Llevábamos cinco meses viviendo en Barranco. Carlos estaba cansado de su trabajo; Ana no conseguía encontrarse. Nos refugiábamos en los libros, y conseguirlos significaba viajar a Quilca, a Miraflores, a San Isidro.
Encontramos un lugar. Los amigos nos ayudaron a lijar y pintar. El día antes de abrir nos dimos cuenta de que los pocos libros que había se caían continuamente. El padre de Ana dijo “¡lentejas!”, y desde entonces se quedaron las latas como expositores.
Pronto la librería creció en todos los sentidos: vecinos aportaron sus libros para organizar una biblioteca, artistas se ofrecieron para exhibir su obra, escritores y escritoras conversaban. Editoriales cartoneras hacían talleres, encuentros de fanzines, muestras de cortos, siempre gratuitos. En pocos meses La Libre ya era otra cosa, se había convertido en el punto de encuentro de personas con ganas de hacer cosas, de descubrir cosas. La Libre les pertenecía.
Desde Víctor contando con su pututo la historia de la tortuga que no sabía nadar a Gabriela Wiener, Rocío Bardají y Jaime Rodríguez compartiendo nuevas posibles formas de quererse.
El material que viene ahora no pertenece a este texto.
//! Queue contract step definitions.

use std::sync::Arc;
use std::time::Duration;

use cloud_testkit::capability::{CapabilityError, Queue};
use cucumber::{given, then, when, World};

use crate::backend::{CloudBackend, CloudContext};

/// Test context for Queue scenarios.
#[derive(Debug, World)]
#[world(init = Self::new)]
pub struct QueueWorld {
    backend: CloudBackend,
    context: Option<CloudContext>,
    last_error: Option<CapabilityError>,
}

impl QueueWorld {
    fn new() -> Self {
        Self {
            backend: CloudBackend::from_env(),
            context: None,
            last_error: None,
        }
    }

    fn context(&self) -> &CloudContext {
        self.context.as_ref().expect("Cloud context not initialized")
    }

    fn queue(&self) -> Arc<dyn Queue> {
        self.context().queue()
    }

    fn queue_name(&self, logical: &str) -> String {
        self.context().name(logical)
    }

    fn record(&mut self, result: Result<(), CapabilityError>) {
        if let Err(e) = result {
            self.last_error = Some(e);
        }
    }
}

// --- Background ---

#[given("a Queue backend")]
async fn given_queue_backend(world: &mut QueueWorld) {
    println!("Using backend: {}", world.backend.name());
    world.context = Some(CloudContext::new(world.backend));
}

// --- Given steps ---

#[given(expr = "queue {string} exists")]
async fn given_queue_exists(world: &mut QueueWorld, queue: String) {
    let queue = world.queue_name(&queue);
    world
        .queue()
        .ensure_queue(&queue)
        .await
        .expect("Failed to ensure queue");
}

// --- When steps ---

#[when(expr = "I send {string} to queue {string}")]
async fn when_send(world: &mut QueueWorld, body: String, queue: String) {
    let queue = world.queue_name(&queue);
    let result = world.queue().send(&queue, &body).await;
    world.record(result);
}

#[when(expr = "I ensure queue {string} twice")]
async fn when_ensure_twice(world: &mut QueueWorld, queue: String) {
    let queue = world.queue_name(&queue);
    let capability = world.queue();
    for _ in 0..2 {
        let result = capability.ensure_queue(&queue).await;
        world.record(result);
    }
}

#[when(expr = "I delete queue {string} twice")]
async fn when_delete_twice(world: &mut QueueWorld, queue: String) {
    let queue = world.queue_name(&queue);
    let capability = world.queue();
    for _ in 0..2 {
        let result = capability.delete_queue(&queue).await;
        world.record(result);
    }
}

// --- Then steps ---

#[then("no error occurred")]
async fn then_no_error(world: &mut QueueWorld) {
    assert!(
        world.last_error.is_none(),
        "Unexpected error: {:?}",
        world.last_error
    );
}

#[then("an invalid argument error occurred")]
async fn then_invalid_argument(world: &mut QueueWorld) {
    assert!(
        matches!(world.last_error, Some(CapabilityError::InvalidArgument(_))),
        "Expected invalid argument, got {:?}",
        world.last_error
    );
}

#[then(expr = "receiving twice from queue {string} yields {string} and {string}")]
async fn then_receive_two(world: &mut QueueWorld, queue: String, first: String, second: String) {
    let queue = world.queue_name(&queue);
    let capability = world.queue();

    let mut received = Vec::new();
    for _ in 0..2 {
        let body = capability
            .receive_timeout(&queue, Duration::from_secs(5))
            .await
            .expect("Failed to receive");
        received.push(body.expect("Expected a message"));
    }
    received.sort();

    let mut expected = vec![first, second];
    expected.sort();
    assert_eq!(received, expected);
}

#[then(expr = "receiving from queue {string} within {int} seconds yields {string}")]
async fn then_receive_body(world: &mut QueueWorld, queue: String, seconds: u64, body: String) {
    let queue = world.queue_name(&queue);
    let received = world
        .queue()
        .receive_timeout(&queue, Duration::from_secs(seconds))
        .await
        .expect("Failed to receive");
    assert_eq!(received.as_deref(), Some(body.as_str()));
}

#[then(expr = "receiving from queue {string} within {int} seconds yields nothing")]
async fn then_receive_nothing_within(world: &mut QueueWorld, queue: String, seconds: u64) {
    let queue = world.queue_name(&queue);
    let received = world
        .queue()
        .receive_timeout(&queue, Duration::from_secs(seconds))
        .await
        .expect("Failed to receive");
    assert!(received.is_none(), "Unexpected message: {:?}", received);
}

#[then(expr = "receiving from queue {string} yields nothing")]
async fn then_receive_nothing(world: &mut QueueWorld, queue: String) {
    let queue = world.queue_name(&queue);
    let received = world.queue().receive(&queue).await.expect("Failed to receive");
    assert!(received.is_none(), "Unexpected message: {:?}", received);
}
Desde Diego Trelles Paz convocando a cinco autores a leer fragmentos de sus obras a Mariana Enríquez contando por qué el terror es cotidiano.
Hemos visto a niñas pasar de agitar los libros a leer solas sus primeros cuentos. Hemos acompañado a Eduardo, de la biblioteca, en su reto de leer cincuenta libros, porque viajar no podía y decidió hacerlo leyendo. Hemos sido muy felices y sabemos que es una felicidad compartida.
Por eso duele. Porque una ciudad que pierde un espacio cultural pierde mucho más que un espacio. Demuestra, a golpe de constructora e impunidad, que importa más el concreto que el tejido social y la cultura. “Más libros, más libres” es nuestro lema. Si no somos nosotros, otros lo harán posible de nuevo. Estamos seguros.